Myron Keith Hodges (born May 6, 1966) is an American politician. A Republican, he was elected to the Virginia House of Delegates in 2011. He currently represents the 68th district, made up of the Middle Peninsula counties of Essex, Gloucester, King and Queen, Mathews and Middlesex, and part of King William County.
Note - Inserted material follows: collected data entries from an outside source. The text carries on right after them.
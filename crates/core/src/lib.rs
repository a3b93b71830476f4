//! Core types, errors, and configuration for settle.
//!
//! All errors are explicit, typed, and recoverable. Failures raised by user
//! callbacks are contained by the components that invoke them; this crate only
//! names them.

#![deny(clippy::unwrap_used)]
#![deny(clippy::expect_used)]
#![deny(clippy::panic)]

pub mod config;
pub mod error;
pub mod result;

pub use config::{AdmissionSettings, HookSettings, HubSettings, ResolutionSettings, SettleConfig};
pub use error::{BoxError, Error, panic_message};
pub use result::{OptionExt, Result, ResultExt};
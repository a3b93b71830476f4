//! Delay policies consulted when a machine has not yet converged.

use std::collections::HashMap;
use std::fmt::Debug;
use std::hash::Hash;
use std::time::Duration;

/// Delay table: global, per-state and per-(state, goal) entries.
///
/// Resolution picks the most specific entry that exists: the pair entry,
/// then the state entry, then the global one. No entry means "wait until
/// prompted".
#[derive(Debug, Clone)]
pub struct Behaviors<S> {
    global: Option<Duration>,
    per_state: HashMap<S, Duration>,
    per_pair: HashMap<(S, S), Duration>,
}

impl<S> Default for Behaviors<S> {
    fn default() -> Self {
        Self {
            global: None,
            per_state: HashMap::new(),
            per_pair: HashMap::new(),
        }
    }
}

impl<S> Behaviors<S>
where
    S: Clone + Eq + Hash + Debug,
{
    #[must_use]
    pub fn new() -> Self {
        Self::default()
    }

    /// Delay to wait in `state` while heading for `goal`.
    pub fn resolve(&self, state: &S, goal: &S) -> Option<Duration> {
        self.per_pair
            .get(&(state.clone(), goal.clone()))
            .or_else(|| self.per_state.get(state))
            .copied()
            .or(self.global)
    }

    pub fn set_global(&mut self, delay: Option<Duration>) {
        self.global = delay;
    }

    pub fn set_state(&mut self, state: S, delay: Option<Duration>) {
        match delay {
            Some(delay) => {
                self.per_state.insert(state, delay);
            }
            None => {
                self.per_state.remove(&state);
            }
        }
    }

    pub fn set_pair(&mut self, state: S, goal: S, delay: Option<Duration>) {
        match delay {
            Some(delay) => {
                self.per_pair.insert((state, goal), delay);
            }
            None => {
                self.per_pair.remove(&(state, goal));
            }
        }
    }

    pub const fn global(&self) -> Option<Duration> {
        self.global
    }

    pub fn is_empty(&self) -> bool {
        self.global.is_none() && self.per_state.is_empty() && self.per_pair.is_empty()
    }
}
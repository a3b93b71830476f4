//! Tracing setup for applications embedding settle.
//!
//! Library code only emits `tracing` events; nothing is printed unless the
//! host installs a subscriber. This helper installs a reasonable one.

use tracing_subscriber::{EnvFilter, fmt, layer::SubscriberExt, util::SubscriberInitExt};

/// Install a stderr subscriber filtered by `RUST_LOG`, defaulting to `warn`.
///
/// Returns `false` if a global subscriber was already installed.
///
/// # Example
/// ```bash
/// RUST_LOG=settle_reconciler=debug cargo run
/// ```
pub fn init() -> bool {
    init_with_default("warn")
}

/// As [`init`], with an explicit fallback directive when `RUST_LOG` is unset.
pub fn init_with_default(directive: &str) -> bool {
    let filter =
        EnvFilter::try_from_default_env().unwrap_or_else(|_| EnvFilter::new(directive));

    tracing_subscriber::registry()
        .with(filter)
        .with(fmt::layer().with_writer(std::io::stderr).compact())
        .try_init()
        .is_ok()
}
#[cfg(test)]
#[allow(clippy::unwrap_used, clippy::expect_used, clippy::panic)]
mod tests {
    use super::*;
    use crate::runner::TokioTaskRunner;
    use std::sync::atomic::AtomicUsize;
    use std::time::Duration;

    fn setup_hub() -> EventHub<&'static str, u32> {
        let runner = Arc::new(TokioTaskRunner::current().expect("runtime"));
        EventHub::new(runner, HubConfig::default().with_failure_threshold(2))
    }

    async fn settle() {
        for _ in 0..10 {
            tokio::task::yield_now().await;
        }
    }

    fn recorder(log: &Arc<Mutex<Vec<String>>>, tag: &'static str) -> Listener<u32> {
        let log = log.clone();
        Arc::new(move |value: &u32| log.lock().push(format!("{tag}:{value}")))
    }

    // ==========================================================================
    // Listener breaker
    // ==========================================================================

    #[test]
    fn breaker_trips_on_consecutive_panics_only() {
        let breaker = CircuitBreaker::new(2);
        assert!(!breaker.record(false));
        assert!(!breaker.record(true), "a clean run clears the streak");
        assert_eq!(breaker.consecutive_panics(), 0);

        assert!(!breaker.record(false));
        assert!(!breaker.is_tripped());
        assert!(breaker.record(false), "second panic in a row trips it");
        assert!(breaker.is_tripped());
        assert!(!breaker.record(false), "reported only once");
    }

    // ==========================================================================
    // Delivery BEHAVIORAL TESTS
    // ==========================================================================

    #[tokio::test]
    async fn should_not_deliver_on_publishing_stack() {
        let hub = setup_hub();
        let log = Arc::new(Mutex::new(Vec::new()));
        hub.subscribe("a", recorder(&log, "a"), SubscribeOptions::ordered());

        assert!(hub.publish("a", 1));
        assert!(log.lock().is_empty(), "delivery must be deferred");

        settle().await;
        assert_eq!(*log.lock(), vec!["a:1".to_string()]);
    }

    #[tokio::test]
    async fn should_deliver_in_publish_order_across_topics() {
        let hub = setup_hub();
        let log = Arc::new(Mutex::new(Vec::new()));
        hub.subscribe("exit", recorder(&log, "exit"), SubscribeOptions::ordered());
        hub.subscribe("enter", recorder(&log, "enter"), SubscribeOptions::ordered());

        for i in 0..5 {
            hub.publish("exit", i);
            hub.publish("enter", i);
        }
        settle().await;

        let expected: Vec<String> = (0..5)
            .flat_map(|i| [format!("exit:{i}"), format!("enter:{i}")])
            .collect();
        assert_eq!(*log.lock(), expected);
    }

    #[tokio::test]
    async fn should_only_deliver_to_matching_topic() {
        let hub = setup_hub();
        let log = Arc::new(Mutex::new(Vec::new()));
        hub.subscribe("a", recorder(&log, "a"), SubscribeOptions::ordered());

        hub.publish("b", 9);
        settle().await;
        assert!(log.lock().is_empty());
    }

    #[tokio::test]
    async fn should_run_own_worker_listeners_on_runner() {
        let hub = setup_hub();
        let count = Arc::new(AtomicUsize::new(0));
        let inner = count.clone();
        hub.subscribe(
            "a",
            Arc::new(move |_: &u32| {
                inner.fetch_add(1, Ordering::SeqCst);
            }),
            SubscribeOptions::own_worker(),
        );

        hub.publish("a", 1);
        hub.publish("a", 2);
        settle().await;
        assert_eq!(count.load(Ordering::SeqCst), 2);
    }

    #[tokio::test]
    async fn should_stop_delivering_after_unsubscribe() {
        let hub = setup_hub();
        let log = Arc::new(Mutex::new(Vec::new()));
        let id = hub.subscribe("a", recorder(&log, "a"), SubscribeOptions::ordered());
        assert_eq!(hub.subscriber_count(&"a"), 1);

        assert!(hub.unsubscribe(&"a", id));
        assert!(!hub.unsubscribe(&"a", id), "second unsubscribe is a no-op");
        assert_eq!(hub.subscriber_count(&"a"), 0);

        hub.publish("a", 1);
        settle().await;
        assert!(log.lock().is_empty());
    }

    #[tokio::test]
    async fn should_skip_listener_after_repeated_panics() {
        let hub = setup_hub();
        let calls = Arc::new(AtomicUsize::new(0));
        let inner = calls.clone();
        hub.subscribe(
            "a",
            Arc::new(move |_: &u32| {
                inner.fetch_add(1, Ordering::SeqCst);
                panic!("listener failure");
            }),
            SubscribeOptions::ordered(),
        );
        let log = Arc::new(Mutex::new(Vec::new()));
        hub.subscribe("a", recorder(&log, "ok"), SubscribeOptions::ordered());

        for i in 0..4 {
            hub.publish("a", i);
        }
        settle().await;

        assert_eq!(calls.load(Ordering::SeqCst), 2, "breaker opens at threshold");
        assert_eq!(log.lock().len(), 4, "healthy listener unaffected");
    }

    #[tokio::test]
    async fn should_ignore_publish_after_close() {
        let hub = setup_hub();
        let log = Arc::new(Mutex::new(Vec::new()));
        hub.subscribe("a", recorder(&log, "a"), SubscribeOptions::ordered());

        hub.close();
        assert!(hub.is_closed());
        assert!(!hub.publish("a", 1));
        tokio::time::sleep(Duration::from_millis(5)).await;
        assert!(log.lock().is_empty());
    }

    #[tokio::test]
    async fn listener_may_unsubscribe_itself() {
        let hub = setup_hub();
        let calls = Arc::new(AtomicUsize::new(0));
        let slot: Arc<Mutex<Option<SubscriptionId>>> = Arc::new(Mutex::new(None));

        let hub_ref = hub.clone();
        let slot_ref = slot.clone();
        let inner = calls.clone();
        let id = hub.subscribe(
            "once",
            Arc::new(move |_: &u32| {
                inner.fetch_add(1, Ordering::SeqCst);
                if let Some(id) = *slot_ref.lock() {
                    hub_ref.unsubscribe(&"once", id);
                }
            }),
            SubscribeOptions::ordered(),
        );
        *slot.lock() = Some(id);

        hub.publish("once", 1);
        hub.publish("once", 2);
        settle().await;
        assert_eq!(calls.load(Ordering::SeqCst), 1);
    }

    #[test]
    fn builder_requires_runner() {
        let result = EventHub::<&'static str, u32>::builder().build::<&'static str, u32>();
        assert!(result.is_err());
    }

    #[tokio::test]
    async fn builder_rejects_zero_threshold() {
        let runner = Arc::new(TokioTaskRunner::current().expect("runtime"));
        let result = EventHubBuilder::new()
            .with_runner(runner)
            .with_name("hooks")
            .with_failure_threshold(0)
            .build::<&'static str, u32>();
        assert!(result.is_err());
    }
}
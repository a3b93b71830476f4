//! Admission control: callers wait for permission to begin an activity.
//!
//! A policy assigns each request a priority and decides, given what is
//! already running, whether it may start. Waiting requests are admitted in
//! descending priority order. `stop_and_drain` refuses new requests, waits for
//! running activities to finish and releases anyone still waiting.
//!
//! # Example
//!
//! ```ignore
//! use settle_admission::{AdmissionScheduler, ConcurrencyLimits};
//! use settle_events::Services;
//!
//! #[tokio::main]
//! async fn main() {
//!     let services = Services::current().unwrap();
//!     let scheduler = AdmissionScheduler::new(
//!         &services,
//!         ConcurrencyLimits::new().with_limit("upload", 2).with_priority("upload", 5),
//!     );
//!
//!     if scheduler.begin_activity("upload").await.unwrap() {
//!         // ... do the upload ...
//!         scheduler.end_activity(&"upload").unwrap();
//!     }
//!     scheduler.stop_and_drain().await;
//! }
//! ```

#![deny(clippy::unwrap_used)]
#![deny(clippy::expect_used)]
#![deny(clippy::panic)]

pub mod policy;
pub mod scheduler;

pub use policy::{AdmissionPolicy, ConcurrencyLimits, LiveCounts};
pub use scheduler::{AdmissionConfig, AdmissionScheduler, SchedulerStats};
#[cfg(test)]
#[allow(clippy::unwrap_used, clippy::expect_used)]
mod tests {
    use super::*;
    use settle_core::BoxError;
    use std::sync::atomic::AtomicUsize;

    #[derive(Debug, Clone, Copy, PartialEq, Eq, Hash)]
    enum Power {
        Off,
        On,
    }

    #[derive(Debug, Clone, Copy, PartialEq, Eq, Hash)]
    enum Mode {
        Idle,
        Running,
        Either,
    }

    fn toggle(_: &Power, goal: &Power) -> std::result::Result<Option<Power>, BoxError> {
        Ok(Some(*goal))
    }

    fn machine(services: &Services, name: &str, delay: Duration) -> StateMachine<Power> {
        StateMachine::builder(Power::Off)
            .name(name)
            .transition(toggle)
            .pair_delay(Power::Off, Power::On, delay)
            .build(services)
            .expect("build")
    }

    /// Two machines that only switch on when evolved by a delayed retry.
    fn slow_machines(services: &Services) -> (StateMachine<Power>, StateMachine<Power>) {
        let refuse_first = |name: &str, delay| {
            let calls = Arc::new(AtomicUsize::new(0));
            StateMachine::builder(Power::Off)
                .name(name)
                .transition(move |_: &Power, goal: &Power| {
                    Ok((calls.fetch_add(1, Ordering::SeqCst) > 0).then_some(*goal))
                })
                .global_delay(delay)
                .build(services)
                .expect("build")
        };
        (
            refuse_first("fast", Duration::from_millis(100)),
            refuse_first("slow", Duration::from_millis(300)),
        )
    }

    fn composer(
        services: &Services,
        a: &StateMachine<Power>,
        b: &StateMachine<Power>,
    ) -> MetaGoalComposer<Mode> {
        let (a, b) = (a.clone(), b.clone());
        MetaGoalComposer::new(services, "plant", Mode::Idle, move |mode| match mode {
            Mode::Idle => Step::all()
                .with(&a, Power::Off)
                .with(&b, Power::Off),
            Mode::Running => Step::all().with(&a, Power::On).with(&b, Power::On),
            Mode::Either => Step::any().with(&a, Power::On).with(&b, Power::On),
        })
    }

    async fn settle() {
        for _ in 0..20 {
            tokio::task::yield_now().await;
        }
    }

    #[tokio::test(start_paused = true)]
    async fn all_waits_for_every_sub_goal() {
        let services = Services::current().expect("services");
        let (fast, slow) = slow_machines(&services);
        let composer = composer(&services, &fast, &slow);

        composer.set_meta_goal(Mode::Running);
        assert!(!composer.is_reached());

        tokio::time::sleep(Duration::from_millis(150)).await;
        assert_eq!(fast.state(), Power::On);
        assert_eq!(slow.state(), Power::Off);
        assert!(!composer.is_reached());

        composer
            .block_until_reached(Some(Duration::from_secs(1)))
            .await
            .expect("reached");
        assert_eq!(slow.state(), Power::On);
        assert_eq!(composer.reached(), Some(Mode::Running));
    }

    #[tokio::test(start_paused = true)]
    async fn all_ignores_which_sub_goal_reports_first() {
        let services = Services::current().expect("services");
        let (fast, slow) = slow_machines(&services);
        // The second target finishes first this time.
        let composer = composer(&services, &slow, &fast);

        composer.set_meta_goal(Mode::Running);
        tokio::time::sleep(Duration::from_millis(150)).await;
        assert_eq!(fast.state(), Power::On);
        assert_eq!(slow.state(), Power::Off);
        assert!(!composer.is_reached());

        composer
            .block_until_reached(Some(Duration::from_secs(1)))
            .await
            .expect("reached");
        assert_eq!(slow.state(), Power::On);
        assert_eq!(composer.reached(), Some(Mode::Running));
    }

    #[tokio::test(start_paused = true)]
    async fn any_completes_on_first_sub_goal() {
        let services = Services::current().expect("services");
        let (fast, slow) = slow_machines(&services);
        let composer = composer(&services, &fast, &slow);

        composer.set_meta_goal(Mode::Either);
        tokio::time::sleep(Duration::from_millis(150)).await;
        assert!(composer.is_reached());
        assert_eq!(fast.state(), Power::On);
        assert_eq!(slow.state(), Power::Off);
    }

    #[tokio::test(start_paused = true)]
    async fn already_satisfied_step_reports_off_stack() {
        let services = Services::current().expect("services");
        let a = machine(&services, "a", Duration::ZERO);
        let b = machine(&services, "b", Duration::ZERO);
        let composer = composer(&services, &a, &b);

        composer.set_meta_goal(Mode::Running);
        composer.set_meta_goal(Mode::Idle);
        assert!(!composer.is_reached(), "reports never arrive on the caller's stack");
        composer
            .block_until_reached(Some(Duration::from_secs(1)))
            .await
            .expect("reached");
        assert_eq!(composer.reached(), Some(Mode::Idle));
    }

    #[tokio::test(start_paused = true)]
    async fn reaching_meta_goal_fires_composer_hooks() {
        let services = Services::current().expect("services");
        let a = machine(&services, "a", Duration::ZERO);
        let b = machine(&services, "b", Duration::ZERO);
        let composer = composer(&services, &a, &b);

        let log = Arc::new(Mutex::new(Vec::new()));
        let sink = log.clone();
        composer.add_exit_hook(Mode::Idle, move |e| sink.lock().push(("exit", e.previous)));
        let sink = log.clone();
        composer.add_enter_hook(Mode::Running, move |e| sink.lock().push(("enter", e.previous)));

        composer.set_meta_goal(Mode::Running);
        composer
            .block_until_reached(Some(Duration::from_secs(1)))
            .await
            .expect("reached");
        settle().await;

        assert_eq!(
            *log.lock(),
            vec![("exit", Some(Mode::Idle)), ("enter", Some(Mode::Idle))]
        );
    }

    #[tokio::test(start_paused = true)]
    async fn superseded_step_never_completes() {
        let services = Services::current().expect("services");
        let (fast, slow) = slow_machines(&services);
        let composer = composer(&services, &fast, &slow);

        let entered = Arc::new(AtomicUsize::new(0));
        let counter = entered.clone();
        composer.add_enter_hook(Mode::Running, move |_| {
            counter.fetch_add(1, Ordering::SeqCst);
        });

        composer.set_meta_goal(Mode::Running);
        composer.set_meta_goal(Mode::Either);
        tokio::time::sleep(Duration::from_secs(1)).await;

        assert_eq!(composer.reached(), Some(Mode::Either));
        assert_eq!(entered.load(Ordering::SeqCst), 0);
    }

    #[tokio::test(start_paused = true)]
    async fn empty_step_is_reached_immediately() {
        let services = Services::current().expect("services");
        let composer = MetaGoalComposer::new(&services, "noop", 0u8, |_| Step::empty());
        composer.set_meta_goal(1);
        assert!(composer.is_reached());
        assert_eq!(composer.meta_goal(), 1);
        composer
            .block_until_reached(Some(Duration::ZERO))
            .await
            .expect("reached");
    }

    #[tokio::test(start_paused = true)]
    async fn stop_releases_waiters() {
        let services = Services::current().expect("services");
        let composer = MetaGoalComposer::new(&services, "stuck", 0u8, |_| {
            Step::all().with_target(Arc::new(Never))
        });
        composer.set_meta_goal(1);

        let waiter = {
            let composer = composer.clone();
            tokio::spawn(async move { composer.block_until_reached(None).await })
        };
        settle().await;
        composer.stop();
        composer.stop();

        let result = waiter.await.expect("join");
        assert!(matches!(result, Err(Error::Stopped { .. })));
    }

    #[tokio::test(start_paused = true)]
    async fn wait_times_out() {
        let services = Services::current().expect("services");
        let composer = MetaGoalComposer::new(&services, "stuck", 0u8, |_| {
            Step::any().with_target(Arc::new(Never))
        });
        composer.set_meta_goal(1);
        let err = composer
            .block_until_reached(Some(Duration::from_millis(50)))
            .await
            .unwrap_err();
        assert!(err.is_timeout());
    }

    struct Never;

    impl SubGoal for Never {
        fn engage(&self, _report: CompletionReport) -> Engagement {
            Engagement::none()
        }
    }
}
//! Prelude module - common imports for settle users
//!
//! ```rust
//! use settle::prelude::*;
//! ```

pub use settle_admission::{AdmissionPolicy, AdmissionScheduler, ConcurrencyLimits, LiveCounts};
pub use settle_core::{BoxError, Error, OptionExt, Result, ResultExt, SettleConfig};
pub use settle_events::Services;
pub use settle_reconciler::{
    HookEvent, HookId, HookKind, MetaGoalComposer, Outcome, StateMachine, Step, SubGoal,
};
==Early life and education==
Hodges was born in Richmond, Virginia and raised on the Middle Peninsula. He received a B.S. degree from the Medical College of Virginia School of Pharmacy in 1989. He currently operates the Gloucester Pharmacy.

== Political career ==
The 98th district incumbent, Republican Harvey Morgan, retired in 2011. Hodges won a four-way primary for the Republican nomination with 40.92% of the vote. He then defeated Democratic candidate Andy Shoukas with 16,647 votes to Shoukas' 4,556. Hodges ran for re-election in 2013 against Independent candidate Geneva Putt. He won with 75.4% of the vote. Hodges ran as an unopposed candidate in 2015, winning with 100% of the vote. He acquired 65.05% of the vote in 2017, defeating Democrat Sheila Crowley.

In 2022, Hodges was promoted to chair of the Counties Cities and Towns Committee.

==Personal life==
Hodges married Shelley Gaye Williams c.1990. They have two daughters, Chloe and Ella. Chloe attends Randolph-Macon College in Ashland, Virginia, and she is a cheerleader for their football team.